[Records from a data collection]
----------

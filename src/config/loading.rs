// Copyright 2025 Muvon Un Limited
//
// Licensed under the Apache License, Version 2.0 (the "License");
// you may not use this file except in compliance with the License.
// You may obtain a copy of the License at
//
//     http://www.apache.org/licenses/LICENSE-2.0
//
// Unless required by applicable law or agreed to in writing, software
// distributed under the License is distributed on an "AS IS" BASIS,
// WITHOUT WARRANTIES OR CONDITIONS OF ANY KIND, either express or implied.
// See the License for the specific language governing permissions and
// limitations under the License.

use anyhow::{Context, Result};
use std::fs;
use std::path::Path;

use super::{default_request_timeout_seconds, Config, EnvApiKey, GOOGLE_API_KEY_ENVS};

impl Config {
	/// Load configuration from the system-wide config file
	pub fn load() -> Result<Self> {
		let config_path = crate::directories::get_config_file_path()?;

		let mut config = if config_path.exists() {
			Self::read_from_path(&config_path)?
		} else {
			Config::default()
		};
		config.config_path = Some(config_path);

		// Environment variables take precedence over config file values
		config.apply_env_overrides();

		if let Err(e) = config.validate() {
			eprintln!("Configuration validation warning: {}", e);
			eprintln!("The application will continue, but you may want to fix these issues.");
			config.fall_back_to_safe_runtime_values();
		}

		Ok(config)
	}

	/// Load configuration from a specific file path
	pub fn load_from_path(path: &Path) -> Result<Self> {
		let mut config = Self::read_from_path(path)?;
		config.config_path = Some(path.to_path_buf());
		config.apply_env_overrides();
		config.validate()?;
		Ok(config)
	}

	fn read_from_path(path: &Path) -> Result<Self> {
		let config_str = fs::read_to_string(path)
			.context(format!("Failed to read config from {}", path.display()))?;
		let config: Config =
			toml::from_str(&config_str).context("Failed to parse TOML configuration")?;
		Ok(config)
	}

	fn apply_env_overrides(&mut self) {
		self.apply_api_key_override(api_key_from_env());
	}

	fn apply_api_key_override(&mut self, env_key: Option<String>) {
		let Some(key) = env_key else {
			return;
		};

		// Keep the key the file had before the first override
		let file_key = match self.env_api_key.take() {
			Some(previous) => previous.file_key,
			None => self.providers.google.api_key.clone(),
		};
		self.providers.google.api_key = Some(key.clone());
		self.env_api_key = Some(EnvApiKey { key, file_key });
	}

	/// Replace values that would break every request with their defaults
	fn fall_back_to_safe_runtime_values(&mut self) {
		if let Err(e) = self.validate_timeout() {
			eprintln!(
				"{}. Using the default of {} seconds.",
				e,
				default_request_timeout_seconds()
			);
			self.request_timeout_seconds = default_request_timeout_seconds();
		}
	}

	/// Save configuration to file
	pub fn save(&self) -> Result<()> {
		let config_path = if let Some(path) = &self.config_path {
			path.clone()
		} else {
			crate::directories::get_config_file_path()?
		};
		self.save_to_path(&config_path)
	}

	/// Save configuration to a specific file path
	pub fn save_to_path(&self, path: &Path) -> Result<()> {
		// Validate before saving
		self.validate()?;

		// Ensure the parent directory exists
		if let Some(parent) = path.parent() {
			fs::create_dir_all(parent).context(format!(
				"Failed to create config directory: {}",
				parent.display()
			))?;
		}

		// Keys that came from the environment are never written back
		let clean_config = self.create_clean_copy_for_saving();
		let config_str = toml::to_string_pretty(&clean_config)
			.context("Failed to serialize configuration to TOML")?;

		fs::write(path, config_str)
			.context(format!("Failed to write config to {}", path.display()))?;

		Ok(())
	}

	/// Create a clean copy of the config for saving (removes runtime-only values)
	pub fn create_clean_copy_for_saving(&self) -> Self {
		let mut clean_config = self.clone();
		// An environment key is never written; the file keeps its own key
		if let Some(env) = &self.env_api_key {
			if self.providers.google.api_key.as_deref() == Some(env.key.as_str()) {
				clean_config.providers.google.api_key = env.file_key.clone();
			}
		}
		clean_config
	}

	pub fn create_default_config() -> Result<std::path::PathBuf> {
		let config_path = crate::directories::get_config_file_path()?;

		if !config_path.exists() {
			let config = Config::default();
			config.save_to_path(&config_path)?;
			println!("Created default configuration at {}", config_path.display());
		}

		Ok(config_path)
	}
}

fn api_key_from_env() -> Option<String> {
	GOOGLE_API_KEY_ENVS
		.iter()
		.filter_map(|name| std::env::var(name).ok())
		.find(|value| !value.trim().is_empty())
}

----------

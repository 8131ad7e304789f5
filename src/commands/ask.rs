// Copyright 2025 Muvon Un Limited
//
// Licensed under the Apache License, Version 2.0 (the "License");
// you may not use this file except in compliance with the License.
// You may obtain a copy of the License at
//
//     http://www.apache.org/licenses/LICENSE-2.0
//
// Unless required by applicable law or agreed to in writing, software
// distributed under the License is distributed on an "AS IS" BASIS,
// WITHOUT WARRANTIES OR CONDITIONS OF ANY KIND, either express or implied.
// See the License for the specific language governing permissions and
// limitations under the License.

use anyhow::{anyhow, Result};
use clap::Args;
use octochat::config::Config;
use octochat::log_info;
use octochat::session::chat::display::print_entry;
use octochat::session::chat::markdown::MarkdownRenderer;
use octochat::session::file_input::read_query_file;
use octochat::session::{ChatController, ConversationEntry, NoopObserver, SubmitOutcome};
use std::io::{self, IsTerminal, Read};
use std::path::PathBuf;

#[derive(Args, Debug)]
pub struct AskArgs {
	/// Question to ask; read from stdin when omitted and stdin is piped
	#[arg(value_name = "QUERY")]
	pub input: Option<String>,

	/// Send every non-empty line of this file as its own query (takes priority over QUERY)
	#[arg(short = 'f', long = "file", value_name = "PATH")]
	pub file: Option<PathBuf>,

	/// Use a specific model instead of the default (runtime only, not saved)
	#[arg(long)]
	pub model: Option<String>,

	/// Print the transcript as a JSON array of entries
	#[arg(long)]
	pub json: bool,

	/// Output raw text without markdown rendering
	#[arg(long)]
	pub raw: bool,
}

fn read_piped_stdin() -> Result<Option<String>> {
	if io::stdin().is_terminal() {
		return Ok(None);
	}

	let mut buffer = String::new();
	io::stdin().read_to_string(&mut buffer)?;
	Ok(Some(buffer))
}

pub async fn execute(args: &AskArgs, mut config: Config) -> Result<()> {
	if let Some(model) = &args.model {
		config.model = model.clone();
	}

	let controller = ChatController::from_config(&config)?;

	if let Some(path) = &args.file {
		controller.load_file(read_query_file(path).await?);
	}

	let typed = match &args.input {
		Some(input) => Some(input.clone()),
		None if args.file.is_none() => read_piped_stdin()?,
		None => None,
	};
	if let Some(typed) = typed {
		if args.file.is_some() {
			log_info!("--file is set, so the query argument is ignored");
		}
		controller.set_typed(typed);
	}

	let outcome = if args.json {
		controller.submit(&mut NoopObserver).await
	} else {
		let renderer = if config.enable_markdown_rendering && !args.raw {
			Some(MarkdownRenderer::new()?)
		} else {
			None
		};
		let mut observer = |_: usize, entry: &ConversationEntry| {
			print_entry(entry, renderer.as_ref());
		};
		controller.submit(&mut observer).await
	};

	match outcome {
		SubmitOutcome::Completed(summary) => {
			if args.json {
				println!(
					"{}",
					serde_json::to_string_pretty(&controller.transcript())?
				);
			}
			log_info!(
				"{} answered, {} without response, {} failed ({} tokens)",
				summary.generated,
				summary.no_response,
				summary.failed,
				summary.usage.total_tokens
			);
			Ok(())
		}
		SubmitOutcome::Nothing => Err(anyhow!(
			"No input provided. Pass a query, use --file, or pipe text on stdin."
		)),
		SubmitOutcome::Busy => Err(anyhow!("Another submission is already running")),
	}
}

----------

» **WHAT YOU WILL DO**:
Take the lines above from the one containing "filename src/config/loading.rs" to the one containing "fn apply_env_overrides(&mut self)" and retype them exactly, both ends included, with nothing added.

» **WRITTEN ANSWER**:
filename src/config/loading.rs
// Copyright 2025 Muvon Un Limited
//
// Licensed under the Apache License, Version 2.0 (the "License");
// you may not use this file except in compliance with the License.
// You may obtain a copy of the License at
//
//     http://www.apache.org/licenses/LICENSE-2.0
//
// Unless required by applicable law or agreed to in writing, software
// distributed under the License is distributed on an "AS IS" BASIS,
// WITHOUT WARRANTIES OR CONDITIONS OF ANY KIND, either express or implied.
// See the License for the specific language governing permissions and
// limitations under the License.

use anyhow::{Context, Result};
use std::fs;
use std::path::Path;

use super::{default_request_timeout_seconds, Config, EnvApiKey, GOOGLE_API_KEY_ENVS};

impl Config {
	/// Load configuration from the system-wide config file
	pub fn load() -> Result<Self> {
		let config_path = crate::directories::get_config_file_path()?;

		let mut config = if config_path.exists() {
			Self::read_from_path(&config_path)?
		} else {
			Config::default()
		};
		config.config_path = Some(config_path);

		// Environment variables take precedence over config file values
		config.apply_env_overrides();

		if let Err(e) = config.validate() {
			eprintln!("Configuration validation warning: {}", e);
			eprintln!("The application will continue, but you may want to fix these issues.");
			config.fall_back_to_safe_runtime_values();
		}

		Ok(config)
	}

	/// Load configuration from a specific file path
	pub fn load_from_path(path: &Path) -> Result<Self> {
		let mut config = Self::read_from_path(path)?;
		config.config_path = Some(path.to_path_buf());
		config.apply_env_overrides();
		config.validate()?;
		Ok(config)
	}

	fn read_from_path(path: &Path) -> Result<Self> {
		let config_str = fs::read_to_string(path)
			.context(format!("Failed to read config from {}", path.display()))?;
		let config: Config =
			toml::from_str(&config_str).context("Failed to parse TOML configuration")?;
		Ok(config)
	}

	fn apply_env_overrides(&mut self) {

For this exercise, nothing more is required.